Work request ->
Where the string "RestCommand" appears in a line of the data, show that line.

Dataset entries ->
•••
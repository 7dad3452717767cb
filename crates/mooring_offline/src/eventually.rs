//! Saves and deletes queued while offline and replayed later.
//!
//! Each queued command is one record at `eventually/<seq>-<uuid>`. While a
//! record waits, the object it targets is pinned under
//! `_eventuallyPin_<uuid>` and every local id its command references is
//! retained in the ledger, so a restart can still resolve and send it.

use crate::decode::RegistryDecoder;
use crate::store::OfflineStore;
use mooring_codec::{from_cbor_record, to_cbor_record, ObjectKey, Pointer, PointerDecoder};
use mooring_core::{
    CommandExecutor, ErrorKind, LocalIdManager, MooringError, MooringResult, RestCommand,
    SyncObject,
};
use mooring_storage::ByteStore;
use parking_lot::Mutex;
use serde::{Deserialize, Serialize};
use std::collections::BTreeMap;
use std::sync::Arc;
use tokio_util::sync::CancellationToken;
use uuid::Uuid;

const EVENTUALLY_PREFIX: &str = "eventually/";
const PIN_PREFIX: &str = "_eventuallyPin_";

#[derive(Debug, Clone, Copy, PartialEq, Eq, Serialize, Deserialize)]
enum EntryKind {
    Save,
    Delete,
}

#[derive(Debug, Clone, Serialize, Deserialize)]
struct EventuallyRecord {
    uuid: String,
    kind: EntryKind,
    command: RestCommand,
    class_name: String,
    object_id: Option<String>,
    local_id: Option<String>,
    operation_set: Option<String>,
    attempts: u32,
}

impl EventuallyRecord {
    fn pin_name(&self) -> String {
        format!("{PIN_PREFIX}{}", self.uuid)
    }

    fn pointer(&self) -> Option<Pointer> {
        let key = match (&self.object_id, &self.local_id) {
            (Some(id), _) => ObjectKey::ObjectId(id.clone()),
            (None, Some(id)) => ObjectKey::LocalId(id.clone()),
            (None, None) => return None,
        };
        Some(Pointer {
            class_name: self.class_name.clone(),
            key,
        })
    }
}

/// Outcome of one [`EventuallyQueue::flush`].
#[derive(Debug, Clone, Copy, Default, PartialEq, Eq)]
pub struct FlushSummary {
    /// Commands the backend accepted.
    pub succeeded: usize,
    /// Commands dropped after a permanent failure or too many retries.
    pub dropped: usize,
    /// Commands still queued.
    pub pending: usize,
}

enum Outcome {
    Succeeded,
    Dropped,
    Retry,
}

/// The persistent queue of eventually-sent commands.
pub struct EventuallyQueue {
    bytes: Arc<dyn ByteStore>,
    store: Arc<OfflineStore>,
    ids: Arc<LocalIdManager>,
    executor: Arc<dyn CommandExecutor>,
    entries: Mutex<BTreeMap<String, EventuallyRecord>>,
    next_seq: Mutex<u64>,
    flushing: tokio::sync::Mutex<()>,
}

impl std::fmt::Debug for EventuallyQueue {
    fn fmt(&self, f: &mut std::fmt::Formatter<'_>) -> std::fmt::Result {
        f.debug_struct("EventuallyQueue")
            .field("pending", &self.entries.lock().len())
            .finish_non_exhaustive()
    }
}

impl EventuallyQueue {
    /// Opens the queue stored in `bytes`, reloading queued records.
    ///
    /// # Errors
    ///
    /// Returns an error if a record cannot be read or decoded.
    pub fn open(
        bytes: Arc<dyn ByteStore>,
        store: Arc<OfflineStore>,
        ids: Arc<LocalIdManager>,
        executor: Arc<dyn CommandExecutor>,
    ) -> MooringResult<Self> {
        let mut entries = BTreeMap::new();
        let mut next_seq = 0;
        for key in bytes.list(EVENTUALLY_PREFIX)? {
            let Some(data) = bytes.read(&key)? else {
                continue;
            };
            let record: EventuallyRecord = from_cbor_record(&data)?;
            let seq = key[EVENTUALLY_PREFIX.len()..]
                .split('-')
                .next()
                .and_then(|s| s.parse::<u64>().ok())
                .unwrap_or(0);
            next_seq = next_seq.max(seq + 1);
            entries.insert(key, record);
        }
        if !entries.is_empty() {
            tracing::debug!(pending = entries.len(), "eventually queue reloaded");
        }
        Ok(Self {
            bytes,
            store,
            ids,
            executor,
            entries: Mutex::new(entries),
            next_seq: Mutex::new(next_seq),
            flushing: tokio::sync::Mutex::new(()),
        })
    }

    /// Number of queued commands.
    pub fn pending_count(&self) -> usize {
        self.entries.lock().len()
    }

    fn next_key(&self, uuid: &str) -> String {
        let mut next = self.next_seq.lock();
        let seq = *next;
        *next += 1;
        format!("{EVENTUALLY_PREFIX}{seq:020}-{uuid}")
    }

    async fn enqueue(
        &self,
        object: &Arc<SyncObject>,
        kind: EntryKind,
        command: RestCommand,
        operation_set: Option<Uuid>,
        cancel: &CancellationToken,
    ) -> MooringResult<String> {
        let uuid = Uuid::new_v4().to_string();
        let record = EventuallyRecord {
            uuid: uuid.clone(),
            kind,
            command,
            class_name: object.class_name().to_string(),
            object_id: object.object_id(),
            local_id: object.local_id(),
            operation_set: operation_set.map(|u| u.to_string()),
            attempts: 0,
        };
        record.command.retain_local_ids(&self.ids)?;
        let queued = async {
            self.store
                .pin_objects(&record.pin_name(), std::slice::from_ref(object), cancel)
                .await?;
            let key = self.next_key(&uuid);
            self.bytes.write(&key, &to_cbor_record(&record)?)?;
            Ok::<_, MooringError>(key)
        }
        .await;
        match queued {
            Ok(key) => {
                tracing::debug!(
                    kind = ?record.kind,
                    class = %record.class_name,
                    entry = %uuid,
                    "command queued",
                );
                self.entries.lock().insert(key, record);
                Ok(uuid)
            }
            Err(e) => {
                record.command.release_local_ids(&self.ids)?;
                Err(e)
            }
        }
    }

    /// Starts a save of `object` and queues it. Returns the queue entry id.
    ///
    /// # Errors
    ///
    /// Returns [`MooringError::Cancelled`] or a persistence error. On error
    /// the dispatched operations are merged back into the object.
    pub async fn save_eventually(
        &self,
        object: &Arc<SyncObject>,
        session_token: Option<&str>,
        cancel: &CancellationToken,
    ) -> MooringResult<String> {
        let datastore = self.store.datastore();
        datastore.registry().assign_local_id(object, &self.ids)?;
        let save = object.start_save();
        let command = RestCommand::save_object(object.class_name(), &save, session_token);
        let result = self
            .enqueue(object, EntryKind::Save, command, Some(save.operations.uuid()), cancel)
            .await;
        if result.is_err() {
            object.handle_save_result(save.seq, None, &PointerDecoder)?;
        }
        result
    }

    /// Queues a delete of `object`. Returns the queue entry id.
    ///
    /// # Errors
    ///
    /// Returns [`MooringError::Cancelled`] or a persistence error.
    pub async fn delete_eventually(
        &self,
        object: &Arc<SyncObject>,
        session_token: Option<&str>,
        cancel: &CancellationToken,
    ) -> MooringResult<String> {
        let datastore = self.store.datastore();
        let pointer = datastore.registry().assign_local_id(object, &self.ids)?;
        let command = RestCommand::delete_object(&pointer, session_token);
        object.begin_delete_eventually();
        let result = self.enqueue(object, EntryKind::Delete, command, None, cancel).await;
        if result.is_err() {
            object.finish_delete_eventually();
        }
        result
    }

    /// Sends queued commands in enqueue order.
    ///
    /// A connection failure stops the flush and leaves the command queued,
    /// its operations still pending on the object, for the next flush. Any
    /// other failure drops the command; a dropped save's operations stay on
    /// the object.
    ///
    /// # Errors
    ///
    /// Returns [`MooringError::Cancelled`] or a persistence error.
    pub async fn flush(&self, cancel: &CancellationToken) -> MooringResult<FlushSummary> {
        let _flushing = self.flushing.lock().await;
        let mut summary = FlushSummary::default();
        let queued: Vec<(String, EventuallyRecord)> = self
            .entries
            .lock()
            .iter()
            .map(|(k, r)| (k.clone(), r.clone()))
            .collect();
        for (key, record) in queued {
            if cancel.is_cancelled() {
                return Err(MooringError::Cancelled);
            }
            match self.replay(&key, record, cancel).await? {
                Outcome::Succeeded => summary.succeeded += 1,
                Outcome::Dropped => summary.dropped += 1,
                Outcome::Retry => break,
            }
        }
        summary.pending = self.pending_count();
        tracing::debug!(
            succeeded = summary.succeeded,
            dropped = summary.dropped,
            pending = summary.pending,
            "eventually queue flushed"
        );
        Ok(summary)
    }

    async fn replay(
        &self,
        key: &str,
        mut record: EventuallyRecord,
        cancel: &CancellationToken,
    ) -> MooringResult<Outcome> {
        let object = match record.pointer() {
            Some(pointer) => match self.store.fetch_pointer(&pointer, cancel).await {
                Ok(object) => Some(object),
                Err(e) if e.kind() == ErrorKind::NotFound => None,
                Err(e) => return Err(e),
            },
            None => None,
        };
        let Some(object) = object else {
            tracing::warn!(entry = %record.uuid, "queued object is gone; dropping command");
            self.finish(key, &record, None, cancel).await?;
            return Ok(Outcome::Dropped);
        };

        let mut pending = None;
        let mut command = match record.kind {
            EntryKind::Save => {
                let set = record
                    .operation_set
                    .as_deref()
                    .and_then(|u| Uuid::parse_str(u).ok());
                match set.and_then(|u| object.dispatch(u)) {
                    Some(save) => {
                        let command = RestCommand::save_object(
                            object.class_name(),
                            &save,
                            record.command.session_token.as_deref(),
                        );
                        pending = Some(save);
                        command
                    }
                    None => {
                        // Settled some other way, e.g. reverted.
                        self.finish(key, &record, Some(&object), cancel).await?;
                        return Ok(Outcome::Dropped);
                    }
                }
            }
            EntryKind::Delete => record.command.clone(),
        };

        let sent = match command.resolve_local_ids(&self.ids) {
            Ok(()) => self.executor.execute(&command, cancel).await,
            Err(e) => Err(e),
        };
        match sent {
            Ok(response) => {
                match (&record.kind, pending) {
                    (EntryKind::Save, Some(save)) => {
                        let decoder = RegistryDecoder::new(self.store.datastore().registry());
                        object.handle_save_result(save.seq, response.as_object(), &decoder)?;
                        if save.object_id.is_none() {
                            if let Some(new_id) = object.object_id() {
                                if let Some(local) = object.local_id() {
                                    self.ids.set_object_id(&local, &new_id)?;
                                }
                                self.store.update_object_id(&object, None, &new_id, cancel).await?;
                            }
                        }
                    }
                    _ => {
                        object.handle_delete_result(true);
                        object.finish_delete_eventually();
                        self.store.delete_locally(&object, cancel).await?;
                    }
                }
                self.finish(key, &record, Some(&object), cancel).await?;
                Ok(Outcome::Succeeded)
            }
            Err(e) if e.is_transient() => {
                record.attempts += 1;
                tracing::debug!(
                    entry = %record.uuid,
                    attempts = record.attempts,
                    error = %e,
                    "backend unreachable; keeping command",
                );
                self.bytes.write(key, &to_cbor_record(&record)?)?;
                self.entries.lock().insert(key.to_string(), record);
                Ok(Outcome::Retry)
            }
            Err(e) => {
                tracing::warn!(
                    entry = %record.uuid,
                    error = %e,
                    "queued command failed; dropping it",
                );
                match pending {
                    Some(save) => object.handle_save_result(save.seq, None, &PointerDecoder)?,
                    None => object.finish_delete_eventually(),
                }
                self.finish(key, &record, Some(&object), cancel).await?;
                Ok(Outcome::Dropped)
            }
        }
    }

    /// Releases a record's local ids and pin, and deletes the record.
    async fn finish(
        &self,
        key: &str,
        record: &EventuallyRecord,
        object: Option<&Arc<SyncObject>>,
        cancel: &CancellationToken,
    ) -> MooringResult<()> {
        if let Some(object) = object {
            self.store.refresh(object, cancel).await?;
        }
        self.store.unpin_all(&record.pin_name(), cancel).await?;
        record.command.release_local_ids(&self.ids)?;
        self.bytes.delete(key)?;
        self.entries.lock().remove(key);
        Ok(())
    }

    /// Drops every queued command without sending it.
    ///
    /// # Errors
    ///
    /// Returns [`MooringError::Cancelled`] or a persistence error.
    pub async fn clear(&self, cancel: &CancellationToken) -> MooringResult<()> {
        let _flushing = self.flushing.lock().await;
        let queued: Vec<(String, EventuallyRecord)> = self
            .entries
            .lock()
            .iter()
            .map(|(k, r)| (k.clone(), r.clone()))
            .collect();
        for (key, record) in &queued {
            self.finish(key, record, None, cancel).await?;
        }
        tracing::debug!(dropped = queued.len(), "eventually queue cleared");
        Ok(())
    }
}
•••
Problem solution ->
    CommandExecutor, ErrorKind, LocalIdManager, MooringError, MooringResult, RestCommand,
    command: RestCommand,
        command: RestCommand,
        let command = RestCommand::save_object(object.class_name(), &save, session_token);
        let command = RestCommand::delete_object(&pointer, session_token);
                        let command = RestCommand::save_object(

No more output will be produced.